Je me suis emparé de l’histoire du musée Curtius
(www.grandcurtiusliege.be) suite
à une commande des éditions Luc Pire. Pour l’écriture du Mystère Curtius, je me suis entouré de gens compétents : le
directeur des musées de la Ville, qui m’a permis d’accéder sans limites aux
salles, les responsables du musée, les guides… Je me suis d’abord informé sur
les secrets de ce lieu extraordinaire et méconnu, j’ai lu énormément aussi.

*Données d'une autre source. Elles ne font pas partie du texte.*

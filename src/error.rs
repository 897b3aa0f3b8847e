use thiserror::Error;

/// Rejection reasons for a single reading. Rejected readings are dropped and
/// counted, never retried.
#[derive(Debug, Error, Clone, PartialEq)]
pub enum IngestError {
    #[error("reading value not finite or negative: {0}")]
    InvalidValue(f64),
    #[error("reading for {entity}/{pollutant} older than last accepted minus skew tolerance")]
    InvalidTimestamp { entity: String, pollutant: String },
}

#[derive(Debug, Error)]
pub enum FeedError {
    #[error("feed disconnected: {0}")]
    Disconnected(String),
    #[error("feed produced malformed batch: {0}")]
    Malformed(String),
}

Lors de mes recherches, j’ai appris que le bâtiment avait été laissé à
l’abandon à une certaine époque et que des œuvres avaient disparu, ce qui a
suffi à éveiller ma curiosité et à m’inspirer une fiction. J’ai aussi découvert
l’existence, ignorée par beaucoup de Liégeois, du souterrain situé en face du
Curtius, qui servait de réserve de salpêtre à Jean de Corte pour la fabrication
de la poudre à canon. Ensuite je me suis amusé à jouer à « Et si on disait
que… ».
Certaines œuvres continuent de m’accompagner,
comme L’Enfant de Jules Vallès, un
roman magnifique et terriblement moderne pour l’époque. Don Quichotte habite aussi beaucoup mon imaginaire, et dans le
prolongement, un chef d’œuvre intitulé A
la mort de Don Quichotte de l’auteur espagnol Trapiello, qui a imaginé
ce que deviennent tous les personnages de Cervantès après le décès de Don
Quichotte. Yann Apperry est un auteur qui n’est pas assez connu, tout
simplement parce qu’il ne cherche pas à l’être, mais qui est pour moi l’une des
meilleures plumes de la littérature française contemporaine. J’aime également
beaucoup lire les journaux d’écrivains.
En ce moment, pour les besoins de la préparation
d’un prochain roman où j’évoque l’esclavage, je relis notamment Mark Twain, que
l’on ne surnomme pas pour rien le « père de la littérature
américaine ». C’est un auteur de la frontière, ni du Sud ni du Nord, élevé
dans une famille qui possédait des esclaves, et qui un jour s’est rendu compte
de cette aberration.
Plaisir de lire :
Jules Vallès, L’Enfant, 1889
Andrés Trapiello, A la mort de Don
Quichotte, Buchet-Chastel, 2005
Yann Apperry, Farrago,
Grasset, 2003
Jules Renard, Journal,
1887-1910
Mark Twain, Les Aventures de Tom
Sawyer, 1876 et Les Aventures de
Huckleberry Finn, 1884
Résilience(s)
Mon dernier recueil
poétique, La colère est une saison (www.editionstetraslyre.be), est
l’histoire d’une enfance malmenée, d’une grande colère de vie et du chemin de
résilience qui peut survenir. C’est un peu ma réponse au cheminement de ma
grande sœur vers une réconciliation avec l’enfant qu’elle n’a pas pu être.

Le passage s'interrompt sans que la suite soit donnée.